Je frissonnai. Ce récit était horrible, effroyable. J'avais pourtant bien des fois entendu des histoires sur la colonisation des planètes, de belles histoires mettant en scène notre harmonie, notre efficacité... Mais ça, c'était l'envers du décor, c'était la vérité brute.

- J'ai regardé Ian. Il savait, je savais, mais en même temps, je refusai de l'admettre... Il m'a dit « Tu parlais de ton camping-car ? », et c'est lui qui m'a entraîné, qui a rassemblé nos dernières affaires, qui m'a poussé dans le véhicule.

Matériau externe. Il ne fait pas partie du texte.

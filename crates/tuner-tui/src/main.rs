use std::fs::{self, File};
use std::path::PathBuf;
use std::sync::{Arc, Mutex};

use anyhow::{Context, Result};
use clap::Parser;
use tokio::sync::mpsc;
use tracing::{info, warn};
use tracing_subscriber::EnvFilter;
use tracing_subscriber::layer::SubscriberExt;
use tracing_subscriber::util::SubscriberInitExt;
use tuner_core::TunerApp;
use tuner_core::exporters::read_jsonl;
use tuner_core::services::{Diagnostics, GeminiGenerator, TextGenerator};
use tuner_core::settings::{SettingsJsonRepository, SettingsRepository, TunerSettings};

mod app;
mod ui;

use app::TuiApp;

const APP_DIR: &str = "tuner-lab";
const DIAGNOSTICS_CAPACITY: usize = 200;

/// Interactive fine-tuning walkthrough in the terminal.
#[derive(Debug, Parser)]
#[command(name = "tuner-lab", version)]
struct Cli {
    /// Gemini API key. Without one the playground reports an error per message.
    #[arg(long, env = "GEMINI_API_KEY", hide_env_values = true)]
    api_key: Option<String>,

    /// Model identifier for base and tuned responses.
    #[arg(long)]
    model: Option<String>,

    /// Milliseconds between simulated training epochs.
    #[arg(long)]
    tick_ms: Option<u64>,

    /// Load the example set from a JSONL file instead of the built-in samples.
    #[arg(long)]
    dataset: Option<PathBuf>,

    /// Where Ctrl+E writes the example set.
    #[arg(long, default_value = "tuning-dataset.jsonl")]
    export: PathBuf,

    /// Log file; defaults to the platform data directory.
    #[arg(long)]
    log_file: Option<PathBuf>,

    /// Persist --model and --tick-ms to the settings file.
    #[arg(long)]
    save_settings: bool,
}

fn init_logging(log_file: Option<PathBuf>, diagnostics: &Diagnostics) -> Result<PathBuf> {
    let path = match log_file {
        Some(path) => path,
        None => dirs::data_local_dir()
            .context("Cannot determine data directory")?
            .join(APP_DIR)
            .join("tuner-lab.log"),
    };
    if let Some(parent) = path.parent()
        && !parent.as_os_str().is_empty()
    {
        fs::create_dir_all(parent)
            .with_context(|| format!("Failed to create log directory {}", parent.display()))?;
    }
    let file = File::create(&path)
        .with_context(|| format!("Failed to open log file {}", path.display()))?;

    // Stdout belongs to the terminal UI, so fmt output goes to the file.
    tracing_subscriber::registry()
        .with(EnvFilter::from_default_env().add_directive(tracing::Level::INFO.into()))
        .with(
            tracing_subscriber::fmt::layer()
                .with_writer(Mutex::new(file))
                .with_ansi(false),
        )
        .with(diagnostics.layer())
        .init();

    Ok(path)
}

async fn load_settings(cli: &Cli) -> Result<TunerSettings> {
    let repository = SettingsJsonRepository::new()?;

    let mut settings = match repository.load().await {
        Ok(settings) => settings,
        Err(e) => {
            warn!(error = ?e, path = %repository.storage_path(), "Failed to load settings, using defaults");
            TunerSettings::default()
        }
    };

    if let Some(model) = &cli.model {
        settings.model = model.clone();
    }
    if let Some(tick_ms) = cli.tick_ms {
        settings.tick_interval_ms = tick_ms;
    }

    if cli.save_settings {
        repository
            .save(settings.clone())
            .await
            .context("Failed to save settings")?;
        info!(path = %repository.storage_path(), "Settings saved");
    }

    settings.api_key = cli.api_key.clone();

    Ok(settings)
}

#[tokio::main]
async fn main() -> Result<()> {
    let cli = Cli::parse();

    let diagnostics = Diagnostics::new(DIAGNOSTICS_CAPACITY);
    let log_path = init_logging(cli.log_file.clone(), &diagnostics)?;
    info!(log = %log_path.display(), "Starting tuner-lab");

    let settings = load_settings(&cli).await?;

    let (tick_tx, tick_rx) = mpsc::unbounded_channel();
    let (event_tx, event_rx) = mpsc::unbounded_channel();

    let mut core = TunerApp::with_timer(tick_tx, settings.tick_interval());
    if let Some(path) = &cli.dataset {
        let examples = read_jsonl(path)
            .await
            .with_context(|| format!("Failed to load dataset {}", path.display()))?;
        core.examples_mut().replace_all(examples);
    }

    // clap already read GEMINI_API_KEY; from_env adds the API_KEY fallback.
    let generator = match settings.api_key.clone() {
        Some(key) => GeminiGenerator::new(Some(key), settings.model.clone()),
        None => GeminiGenerator::from_env(settings.model.clone()),
    };
    let has_api_key = generator.has_api_key();
    if !has_api_key {
        warn!("No API key configured; playground requests will fail");
    }
    let generator: Arc<dyn TextGenerator> = Arc::new(generator);

    let mut app = TuiApp::new(
        core,
        generator,
        diagnostics,
        cli.export,
        has_api_key,
        event_tx,
    );

    let mut terminal = ratatui::init();
    let result = app::run(&mut terminal, &mut app, tick_rx, event_rx).await;
    ratatui::restore();

    if let Err(e) = &result {
        tracing::error!(error = ?e, "Event loop failed");
    }
    info!("Shutting down");
    result
}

C'est aussi lui qui a laissé une fausse piste derrière nous, tant bien que mal, espérant détourner l'attention juste le temps pour nous d'aller assez loin. Nous avons jeté nos portables et nous avons disparus. La seule chose qui m'a fait tenir, la seule pensée qui m'a permise de ne pas devenir vraiment fou, c'est que je me suis promis que je reviendrai chercher Jodi. Que je trouverais un moyen de ramener les gens à eux, pour la ramener elle.

Je regardais Kyle sous un jour différent. Les pensées se bousculaient dans ma tête, et mon cœur était tiraillé par trop d'émotions contradictoires.

- J'étais toujours partant pour ramener d'autres créatures à Doc. Au début, j'avais de l'espoir, et à la fin, c'était avec l'obstination du désespoir. Alors ouais, quand Gaby a lâché sa bombe, quand elle a laissé Mélanie récupérer son corps... Je savais ce que je devais faire. Il n'y avait pas lieu d'hésiter. J'étais certains que j'allais enfin retrouver Jodi, que l'enfer prendrait fin.

Il marqua une pause.

- Mélanie aimait Jared si fort qu'elle n'a pas pu de résoudre à disparaître, grogna Kyle. « Son amour pour lui signifiait tout pour elle, et s'est battue pour retourner et demeurer à ses côtés. Dans mon cas... L'amour de Jodi n'a pas été suffisant. »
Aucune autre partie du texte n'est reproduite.